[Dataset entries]

# # #

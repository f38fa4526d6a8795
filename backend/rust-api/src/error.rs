//! API error type; every handler failure ends up here.

use axum::{
    http::StatusCode,
    response::{IntoResponse, Response},
    Json,
};
use serde_json::json;
use std::collections::BTreeMap;
use thiserror::Error;

/// Field name → messages, in the shape returned to clients.
pub type FieldErrors = BTreeMap<&'static str, Vec<String>>;

#[derive(Debug, Error)]
pub enum ApiError {
    #[error("not found: {0}")]
    NotFound(String),

    #[error("invalid submission")]
    Validation(FieldErrors),
}

impl ApiError {
    pub fn status_code(&self) -> StatusCode {
        match self {
            ApiError::NotFound(_) => StatusCode::NOT_FOUND,
            ApiError::Validation(_) => StatusCode::UNPROCESSABLE_ENTITY,
        }
    }
}

impl IntoResponse for ApiError {
    fn into_response(self) -> Response {
        let status = self.status_code();
        let body = match &self {
            ApiError::Validation(errors) => json!({ "error": self.to_string(), "errors": errors }),
            ApiError::NotFound(_) => json!({ "error": self.to_string() }),
        };
        (status, Json(body)).into_response()
    }
}
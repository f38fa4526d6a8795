//! Events frontend library: page config, signal-backed views, UI.

pub mod app;
pub mod config;
pub mod log_bridge;
pub mod screens;
pub mod theme;
pub mod view;
pub mod widgets;
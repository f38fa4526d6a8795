use dioxus::prelude::*;
use crate::theme::{spacing, AppColors};

/// Full-height themed page with a title bar. `actions` sits at the right
/// end of the title bar.
#[component]
pub fn Page(is_dark: bool, title: String, actions: Element, children: Element) -> Element {
    let background = AppColors::surface_gradient(is_dark);
    let text = AppColors::on_surface(is_dark);
    rsx! {
        div {
            style: "min-height: 100vh; color: {text}; background: {background}; font-family: system-ui, sans-serif;",
            main { style: "padding: {spacing::LG}; max-width: 960px; margin: 0 auto;",
                header { style: "display: flex; align-items: center; justify-content: space-between; margin-bottom: {spacing::MD};",
                    h1 { style: "margin: 0;", "{title}" }
                    {actions}
                }
                {children}
            }
        }
    }
}
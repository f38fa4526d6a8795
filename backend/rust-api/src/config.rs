use std::env;

#[derive(Clone, Debug)]
pub struct Config {
    pub host: String,
    pub port: u16,
    pub default_from_email: String,
    pub seed_demo_events: bool,
}

impl Config {
    pub fn from_env() -> anyhow::Result<Self> {
        let defaults = Self::default();
        Ok(Self {
            host: env::var("HOST").unwrap_or(defaults.host),
            port: env::var("PORT")
                .unwrap_or_else(|_| "8000".to_string())
                .parse()
                .unwrap_or(defaults.port),
            default_from_email: env::var("DEFAULT_FROM_EMAIL")
                .unwrap_or(defaults.default_from_email),
            seed_demo_events: env::var("SEED_DEMO_EVENTS")
                .map(|v| !matches!(v.to_ascii_lowercase().as_str(), "0" | "false" | "no"))
                .unwrap_or(defaults.seed_demo_events),
        })
    }

    pub fn bind_addr(&self) -> String {
        format!("{}:{}", self.host, self.port)
    }
}

impl Default for Config {
    fn default() -> Self {
        Self {
            host: "0.0.0.0".to_string(),
            port: 8000,
            default_from_email: "noreply@example.com".to_string(),
            seed_demo_events: true,
        }
    }
}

# # #

* _Required work_: Go through the entries above and count the lines containing the word "Validation"; give only that count.

* _Response_: 3